**Listed entries:**
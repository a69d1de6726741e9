//! Direct HTTP downloads from APKPure.

use std::path::{Path, PathBuf};
use std::time::Duration;

use reqwest::Client;
use reqwest::header::CONTENT_DISPOSITION;
use tracing::debug;

use super::{ApkSource, FetchError, PARTIAL_SUFFIX, settle};
use crate::state_machine::PatchJob;
use crate::transfer;

const BROWSER_USER_AGENT: &str = "Mozilla/5.0 (X11; Linux x86_64) AppleWebKit/537.36 \
     (KHTML, like Gecko) Chrome/126.0.0.0 Safari/537.36";

/// Downloads APKs from APKPure's `/b/APK/<package>?version=` endpoint.
pub struct ApkPureFetcher {
    client: Client,
    base_url: String,
    location: PathBuf,
    poll_interval: Duration,
    settle_delay: Duration,
}

impl ApkPureFetcher {
    pub fn new(
        base_url: &str,
        location: PathBuf,
        poll_interval: Duration,
        settle_delay: Duration,
    ) -> Result<Self, FetchError> {
        std::fs::create_dir_all(&location)?;
        let client = Client::builder()
            .user_agent(BROWSER_USER_AGENT)
            .connect_timeout(Duration::from_secs(10))
            .build()?;
        Ok(Self {
            client,
            base_url: base_url.to_string(),
            location,
            poll_interval,
            settle_delay,
        })
    }

    pub fn url_for(&self, job: &PatchJob) -> String {
        job.download_url(&self.base_url)
    }
}

impl ApkSource for ApkPureFetcher {
    fn download_dir(&self) -> &Path {
        &self.location
    }

    async fn fetch(&self, job: &PatchJob) -> Result<(), FetchError> {
        let url = self.url_for(job);
        debug!(%job, %url, "downloading APK");

        let response = self
            .client
            .get(&url)
            .send()
            .await
            .and_then(|r| r.error_for_status())
            .map_err(|source| FetchError::Http {
                url: url.clone(),
                source,
            })?;

        let file_name = response
            .headers()
            .get(CONTENT_DISPOSITION)
            .and_then(|v| v.to_str().ok())
            .and_then(filename_from_disposition)
            .unwrap_or_else(|| fallback_file_name(job));

        let dest = self.location.join(file_name);
        let partial = transfer::with_suffix(&dest, PARTIAL_SUFFIX);
        transfer::stream_to_file::<FetchError>(response, &partial, &dest).await?;
        Ok(())
    }

    async fn wait_settle(&self) -> Result<(), FetchError> {
        settle(&self.location, self.poll_interval, self.settle_delay).await?;
        Ok(())
    }
}

/// Extract a safe file name from a `Content-Disposition` header value.
fn filename_from_disposition(value: &str) -> Option<String> {
    let raw = value
        .split(';')
        .map(str::trim)
        .find_map(|part| part.strip_prefix("filename="))?
        .trim_matches('"');
    // Keep only the last path component.
    let name = raw.rsplit(['/', '\\']).next()?.trim();
    if name.is_empty() || name == "." || name == ".." {
        return None;
    }
    Some(name.to_string())
}

fn fallback_file_name(job: &PatchJob) -> String {
    format!("{}-{}.apk", job.package_id, job.version_or_latest())
}
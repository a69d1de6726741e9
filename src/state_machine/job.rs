use std::fmt;

use serde::{Deserialize, Serialize};

const PACKAGE_MARKER: &str = "Package name: ";
const VERSIONS_MARKER: &str = "Most common compatible versions:";
const ANY_VERSION: &str = "Any";

/// One unit of fetch + patch work.
///
/// `package_version` of `None` means "whatever the source considers latest".
#[derive(Debug, Clone, PartialEq, Eq, Hash, Serialize, Deserialize)]
pub struct PatchJob {
    pub package_id: String,
    pub package_version: Option<String>,
}

impl PatchJob {
    pub fn new(package_id: impl Into<String>, package_version: Option<String>) -> Self {
        Self {
            package_id: package_id.into(),
            package_version,
        }
    }

    /// Version label used in URLs and file names.
    pub fn version_or_latest(&self) -> &str {
        self.package_version.as_deref().unwrap_or("latest")
    }

    /// Render `<base>/<package_id>?version=<version|latest>`.
    pub fn download_url(&self, base: &str) -> String {
        format!(
            "{}/{}?version={}",
            base.trim_end_matches('/'),
            self.package_id,
            self.version_or_latest()
        )
    }
}

impl fmt::Display for PatchJob {
    fn fmt(&self, f: &mut fmt::Formatter<'_>) -> fmt::Result {
        write!(f, "{}@{}", self.package_id, self.version_or_latest())
    }
}

/// Parse the patcher's `list-versions` output into jobs.
///
/// Each block reads `Package name: <id>` followed by
/// `Most common compatible versions:` and one version per line. Anything after
/// the first whitespace on a version line is an annotation and is dropped, and
/// `Any` means no pinned version. Blocks missing the versions marker are
/// skipped, so garbage input simply yields nothing.
///
/// The returned iterator borrows `data`; call again to restart.
pub fn parse_patch_jobs(data: &str) -> impl Iterator<Item = PatchJob> + '_ {
    data.split(PACKAGE_MARKER)
        .skip(1)
        .filter_map(|block| {
            let mut parts = block.split(VERSIONS_MARKER);
            let (id, versions) = (parts.next()?.trim(), parts.next()?);
            if parts.next().is_some() || id.is_empty() {
                return None;
            }
            Some((id, versions))
        })
        .flat_map(|(package_id, versions)| {
            versions.lines().filter_map(move |line| {
                let token = line.split_whitespace().next()?;
                let version = (token != ANY_VERSION).then(|| token.to_string());
                Some(PatchJob::new(package_id, version))
            })
        })
}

**What you should do:** Each record above should be returned exactly as it appears.

**Written solution:**
repository a69d1de6726741e9
//! Direct HTTP downloads from APKPure.

use std::path::{Path, PathBuf};
use std::time::Duration;

use reqwest::Client;
use reqwest::header::CONTENT_DISPOSITION;
use tracing::debug;

use super::{ApkSource, FetchError, PARTIAL_SUFFIX, settle};
use crate::state_machine::PatchJob;
use crate::transfer;

const BROWSER_USER_AGENT: &str = "Mozilla/5.0 (X11; Linux x86_64) AppleWebKit/537.36 \
     (KHTML, like Gecko) Chrome/126.0.0.0 Safari/537.36";

/// Downloads APKs from APKPure's `/b/APK/<package>?version=` endpoint.
pub struct ApkPureFetcher {
    client: Client,
    base_url: String,
    location: PathBuf,
    poll_interval: Duration,
    settle_delay: Duration,
}

impl ApkPureFetcher {
    pub fn new(
        base_url: &str,
        location: PathBuf,
        poll_interval: Duration,
        settle_delay: Duration,
    ) -> Result<Self, FetchError> {
        std::fs::create_dir_all(&location)?;
        let client = Client::builder()
            .user_agent(BROWSER_USER_AGENT)
            .connect_timeout(Duration::from_secs(10))
            .build()?;
        Ok(Self {
            client,
            base_url: base_url.to_string(),
            location,
            poll_interval,
            settle_delay,
        })
    }

    pub fn url_for(&self, job: &PatchJob) -> String {
        job.download_url(&self.base_url)
    }
}

impl ApkSource for ApkPureFetcher {
    fn download_dir(&self) -> &Path {
        &self.location
    }

    async fn fetch(&self, job: &PatchJob) -> Result<(), FetchError> {
        let url = self.url_for(job);
        debug!(%job, %url, "downloading APK");

        let response = self
            .client
            .get(&url)
            .send()
            .await
            .and_then(|r| r.error_for_status())
            .map_err(|source| FetchError::Http {
                url: url.clone(),
                source,
            })?;

        let file_name = response
            .headers()
            .get(CONTENT_DISPOSITION)
            .and_then(|v| v.to_str().ok())
            .and_then(filename_from_disposition)
            .unwrap_or_else(|| fallback_file_name(job));

        let dest = self.location.join(file_name);
        let partial = transfer::with_suffix(&dest, PARTIAL_SUFFIX);
        transfer::stream_to_file::<FetchError>(response, &partial, &dest).await?;
        Ok(())
    }

    async fn wait_settle(&self) -> Result<(), FetchError> {
        settle(&self.location, self.poll_interval, self.settle_delay).await?;
        Ok(())
    }
}

/// Extract a safe file name from a `Content-Disposition` header value.
fn filename_from_disposition(value: &str) -> Option<String> {
    let raw = value
        .split(';')
        .map(str::trim)
        .find_map(|part| part.strip_prefix("filename="))?
        .trim_matches('"');
    // Keep only the last path component.
    let name = raw.rsplit(['/', '\\']).next()?.trim();
    if name.is_empty() || name == "." || name == ".." {
        return None;
    }
    Some(name.to_string())
}

fn fallback_file_name(job: &PatchJob) -> String {
    format!("{}-{}.apk", job.package_id, job.version_or_latest())
}
repository a69d1de6726741e9
filename src/state_machine/job.rs
use std::fmt;

use serde::{Deserialize, Serialize};

const PACKAGE_MARKER: &str = "Package name: ";
const VERSIONS_MARKER: &str = "Most common compatible versions:";
const ANY_VERSION: &str = "Any";

/// One unit of fetch + patch work.
///
/// `package_version` of `None` means "whatever the source considers latest".
#[derive(Debug, Clone, PartialEq, Eq, Hash, Serialize, Deserialize)]
pub struct PatchJob {
    pub package_id: String,
    pub package_version: Option<String>,
}

impl PatchJob {
    pub fn new(package_id: impl Into<String>, package_version: Option<String>) -> Self {
        Self {
            package_id: package_id.into(),
            package_version,
        }
    }

    /// Version label used in URLs and file names.
    pub fn version_or_latest(&self) -> &str {
        self.package_version.as_deref().unwrap_or("latest")
    }

    /// Render `<base>/<package_id>?version=<version|latest>`.
    pub fn download_url(&self, base: &str) -> String {
        format!(
            "{}/{}?version={}",
            base.trim_end_matches('/'),
            self.package_id,
            self.version_or_latest()
        )
    }
}

impl fmt::Display for PatchJob {
    fn fmt(&self, f: &mut fmt::Formatter<'_>) -> fmt::Result {
        write!(f, "{}@{}", self.package_id, self.version_or_latest())
    }
}

/// Parse the patcher's `list-versions` output into jobs.
///
/// Each block reads `Package name: <id>` followed by
/// `Most common compatible versions:` and one version per line. Anything after
/// the first whitespace on a version line is an annotation and is dropped, and
/// `Any` means no pinned version. Blocks missing the versions marker are
/// skipped, so garbage input simply yields nothing.
///
/// The returned iterator borrows `data`; call again to restart.
pub fn parse_patch_jobs(data: &str) -> impl Iterator<Item = PatchJob> + '_ {
    data.split(PACKAGE_MARKER)
        .skip(1)
        .filter_map(|block| {
            let mut parts = block.split(VERSIONS_MARKER);
            let (id, versions) = (parts.next()?.trim(), parts.next()?);
            if parts.next().is_some() || id.is_empty() {
                return None;
            }
            Some((id, versions))
        })
        .flat_map(|(package_id, versions)| {
            versions.lines().filter_map(move |line| {
                let token = line.split_whitespace().next()?;
                let version = (token != ANY_VERSION).then(|| token.to_string());
                Some(PatchJob::new(package_id, version))
            })
        })
}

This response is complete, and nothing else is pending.